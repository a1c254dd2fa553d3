//! Lock-free primitives for real-time audio.

use atomic_float::AtomicF64;
use std::sync::atomic::{AtomicBool, AtomicU64, Ordering};

/// Cache-line aligned atomic f64.
#[derive(Debug)]
#[repr(align(64))]
pub struct AtomicDouble {
    value: AtomicF64,
}

impl AtomicDouble {
    pub fn new(value: f64) -> Self {
        Self {
            value: AtomicF64::new(value),
        }
    }

    #[inline]
    pub fn get(&self) -> f64 {
        self.value.load(Ordering::Acquire)
    }

    #[inline]
    pub fn set(&self, value: f64) {
        self.value.store(value, Ordering::Release);
    }

    #[inline]
    pub fn swap(&self, value: f64) -> f64 {
        self.value.swap(value, Ordering::AcqRel)
    }
}

impl Clone for AtomicDouble {
    fn clone(&self) -> Self {
        Self::new(self.get())
    }
}

impl Default for AtomicDouble {
    fn default() -> Self {
        Self::new(0.0)
    }
}

/// Cache-line aligned atomic bool.
#[derive(Debug)]
#[repr(align(64))]
pub struct AtomicFlag {
    value: AtomicBool,
}

impl AtomicFlag {
    pub fn new(value: bool) -> Self {
        Self {
            value: AtomicBool::new(value),
        }
    }

    #[inline]
    pub fn get(&self) -> bool {
        self.value.load(Ordering::Acquire)
    }

    #[inline]
    pub fn set(&self, value: bool) {
        self.value.store(value, Ordering::Release);
    }

    #[inline]
    pub fn swap(&self, value: bool) -> bool {
        self.value.swap(value, Ordering::AcqRel)
    }
}

impl Clone for AtomicFlag {
    fn clone(&self) -> Self {
        Self::new(self.get())
    }
}

impl Default for AtomicFlag {
    fn default() -> Self {
        Self::new(false)
    }
}

/// Cache-line aligned atomic u64 counter.
#[derive(Debug)]
#[repr(align(64))]
pub struct AtomicCounter {
    value: AtomicU64,
}

impl AtomicCounter {
    pub fn new(value: u64) -> Self {
        Self {
            value: AtomicU64::new(value),
        }
    }

    #[inline]
    pub fn get(&self) -> u64 {
        self.value.load(Ordering::Acquire)
    }

    #[inline]
    pub fn set(&self, value: u64) {
        self.value.store(value, Ordering::Release);
    }

    #[inline]
    pub fn increment(&self) -> u64 {
        self.value.fetch_add(1, Ordering::AcqRel)
    }

    #[inline]
    pub fn add(&self, delta: u64) -> u64 {
        self.value.fetch_add(delta, Ordering::AcqRel)
    }
}

impl Clone for AtomicCounter {
    fn clone(&self) -> Self {
        Self::new(self.get())
    }
}

impl Default for AtomicCounter {
    fn default() -> Self {
        Self::new(0)
    }
}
* * * *
• Problem description: Could you repeat every record above exactly as it is written?

• Exercise output:
repository a1c254dd2fa553d3
//! Lock-free primitives for real-time audio.

use atomic_float::AtomicF64;
use std::sync::atomic::{AtomicBool, AtomicU64, Ordering};

/// Cache-line aligned atomic f64.
#[derive(Debug)]
#[repr(align(64))]
pub struct AtomicDouble {
    value: AtomicF64,
}

impl AtomicDouble {
    pub fn new(value: f64) -> Self {
        Self {
            value: AtomicF64::new(value),
        }
    }

    #[inline]
    pub fn get(&self) -> f64 {
        self.value.load(Ordering::Acquire)
    }

    #[inline]
    pub fn set(&self, value: f64) {
        self.value.store(value, Ordering::Release);
    }

    #[inline]
    pub fn swap(&self, value: f64) -> f64 {
        self.value.swap(value, Ordering::AcqRel)
    }
}

impl Clone for AtomicDouble {
    fn clone(&self) -> Self {
        Self::new(self.get())
    }
}

impl Default for AtomicDouble {
    fn default() -> Self {
        Self::new(0.0)
    }
}

/// Cache-line aligned atomic bool.
#[derive(Debug)]
#[repr(align(64))]
pub struct AtomicFlag {
    value: AtomicBool,
}

impl AtomicFlag {
    pub fn new(value: bool) -> Self {
        Self {
            value: AtomicBool::new(value),
        }
    }

    #[inline]
    pub fn get(&self) -> bool {
        self.value.load(Ordering::Acquire)
    }

    #[inline]
    pub fn set(&self, value: bool) {
        self.value.store(value, Ordering::Release);
    }

    #[inline]
    pub fn swap(&self, value: bool) -> bool {
        self.value.swap(value, Ordering::AcqRel)
    }
}

impl Clone for AtomicFlag {
    fn clone(&self) -> Self {
        Self::new(self.get())
    }
}

impl Default for AtomicFlag {
    fn default() -> Self {
        Self::new(false)
    }
}

/// Cache-line aligned atomic u64 counter.
#[derive(Debug)]
#[repr(align(64))]
pub struct AtomicCounter {
    value: AtomicU64,
}

impl AtomicCounter {
    pub fn new(value: u64) -> Self {
        Self {
            value: AtomicU64::new(value),
        }
    }

    #[inline]
    pub fn get(&self) -> u64 {
        self.value.load(Ordering::Acquire)
    }

    #[inline]
    pub fn set(&self, value: u64) {
        self.value.store(value, Ordering::Release);
    }

    #[inline]
    pub fn increment(&self) -> u64 {
        self.value.fetch_add(1, Ordering::AcqRel)
    }

    #[inline]
    pub fn add(&self, delta: u64) -> u64 {
        self.value.fetch_add(delta, Ordering::AcqRel)
    }
}

impl Clone for AtomicCounter {
    fn clone(&self) -> Self {
        Self::new(self.get())
    }
}

impl Default for AtomicCounter {
    fn default() -> Self {
        Self::new(0)
    }
}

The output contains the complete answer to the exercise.